### [Problem]
Nothing but the lines from the one containing "fn handle_delete(state: &mut" to the end of the data should be returned, each exactly as written.

### [Entries provided]
========================

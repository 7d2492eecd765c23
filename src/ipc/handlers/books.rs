use crate::ipc::error::{err, ok};
use crate::ipc::types::{AppState, Request};
use chrono::Utc;
use rusqlite::OptionalExtension;
use serde_json::json;
use uuid::Uuid;

// Course reading library: embedded flipbooks and other linked material.

fn handle_create(state: &mut AppState, req: &Request) -> serde_json::Value {
    let Some(conn) = state.db.as_ref() else {
        return err(&req.id, "no_workspace", "select a workspace first", None);
    };

    let course_id = match req.params.get("courseId").and_then(|v| v.as_str()) {
        Some(v) => v.to_string(),
        None => return err(&req.id, "bad_params", "missing courseId", None),
    };
    let title = match req.params.get("title").and_then(|v| v.as_str()) {
        Some(v) if !v.trim().is_empty() => v.trim().to_string(),
        _ => return err(&req.id, "bad_params", "missing title", None),
    };
    let embed_url = match req.params.get("embedUrl").and_then(|v| v.as_str()) {
        Some(v) if !v.trim().is_empty() => v.trim().to_string(),
        _ => return err(&req.id, "bad_params", "missing embedUrl", None),
    };

    if !super::courses::course_exists(conn, &course_id) {
        return err(&req.id, "not_found", "course not found", None);
    }

    let book_id = Uuid::new_v4().to_string();
    if let Err(e) = conn.execute(
        "INSERT INTO course_books(id, course_id, title, embed_url, added_at)
         VALUES(?, ?, ?, ?, ?)",
        (
            &book_id,
            &course_id,
            &title,
            &embed_url,
            Utc::now().to_rfc3339(),
        ),
    ) {
        return err(
            &req.id,
            "db_insert_failed",
            e.to_string(),
            Some(json!({ "table": "course_books" })),
        );
    }

    let _ = super::announcements::post_system(
        conn,
        &course_id,
        "New book added",
        &format!("Reading material **{}** is now available.", title),
    );

    ok(&req.id, json!({ "bookId": book_id }))
}

fn handle_list(state: &mut AppState, req: &Request) -> serde_json::Value {
    let Some(conn) = state.db.as_ref() else {
        return ok(&req.id, json!({ "books": [] }));
    };

    let course_id = match req.params.get("courseId").and_then(|v| v.as_str()) {
        Some(v) => v.to_string(),
        None => return err(&req.id, "bad_params", "missing courseId", None),
    };

    let mut stmt = match conn.prepare(
        "SELECT id, title, embed_url, added_at
         FROM course_books
         WHERE course_id = ?
         ORDER BY added_at DESC",
    ) {
        Ok(s) => s,
        Err(e) => return err(&req.id, "db_query_failed", e.to_string(), None),
    };

    let rows = stmt
        .query_map([&course_id], |row| {
            let id: String = row.get(0)?;
            let title: String = row.get(1)?;
            let embed_url: String = row.get(2)?;
            let added_at: String = row.get(3)?;
            Ok(json!({
                "id": id,
                "title": title,
                "embedUrl": embed_url,
                "addedAt": added_at
            }))
        })
        .and_then(|it| it.collect::<Result<Vec<_>, _>>());

    match rows {
        Ok(books) => ok(&req.id, json!({ "books": books })),
        Err(e) => err(&req.id, "db_query_failed", e.to_string(), None),
    }
}

fn handle_delete(state: &mut AppState, req: &Request) -> serde_json::Value {
    let Some(conn) = state.db.as_ref() else {
        return err(&req.id, "no_workspace", "select a workspace first", None);
    };

    let book_id = match req.params.get("bookId").and_then(|v| v.as_str()) {
        Some(v) => v.to_string(),
        None => return err(&req.id, "bad_params", "missing bookId", None),
    };

    let exists: Option<i64> = match conn
        .query_row("SELECT 1 FROM course_books WHERE id = ?", [&book_id], |r| {
            r.get(0)
        })
        .optional()
    {
        Ok(v) => v,
        Err(e) => return err(&req.id, "db_query_failed", e.to_string(), None),
    };
    if exists.is_none() {
        return err(&req.id, "not_found", "book not found", None);
    }

    if let Err(e) = conn.execute("DELETE FROM course_books WHERE id = ?", [&book_id]) {
        return err(&req.id, "db_delete_failed", e.to_string(), None);
    }

    ok(&req.id, json!({ "ok": true }))
}

pub fn try_handle(state: &mut AppState, req: &Request) -> Option<serde_json::Value> {
    match req.method.as_str() {
        "books.create" => Some(handle_create(state, req)),
        "books.list" => Some(handle_list(state, req)),
        "books.delete" => Some(handle_delete(state, req)),
        _ => None,
    }
}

========================

### [Solution for this exercise]
fn handle_delete(state: &mut AppState, req: &Request) -> serde_json::Value {
    let Some(conn) = state.db.as_ref() else {
        return err(&req.id, "no_workspace", "select a workspace first", None);
    };

    let book_id = match req.params.get("bookId").and_then(|v| v.as_str()) {
        Some(v) => v.to_string(),
        None => return err(&req.id, "bad_params", "missing bookId", None),
    };

    let exists: Option<i64> = match conn
        .query_row("SELECT 1 FROM course_books WHERE id = ?", [&book_id], |r| {
            r.get(0)
        })
        .optional()
    {
        Ok(v) => v,
        Err(e) => return err(&req.id, "db_query_failed", e.to_string(), None),
    };
    if exists.is_none() {
        return err(&req.id, "not_found", "book not found", None);
    }

    if let Err(e) = conn.execute("DELETE FROM course_books WHERE id = ?", [&book_id]) {
        return err(&req.id, "db_delete_failed", e.to_string(), None);
    }

    ok(&req.id, json!({ "ok": true }))
}

pub fn try_handle(state: &mut AppState, req: &Request) -> Option<serde_json::Value> {
    match req.method.as_str() {
        "books.create" => Some(handle_create(state, req)),
        "books.list" => Some(handle_list(state, req)),
        "books.delete" => Some(handle_delete(state, req)),
        _ => None,
    }
}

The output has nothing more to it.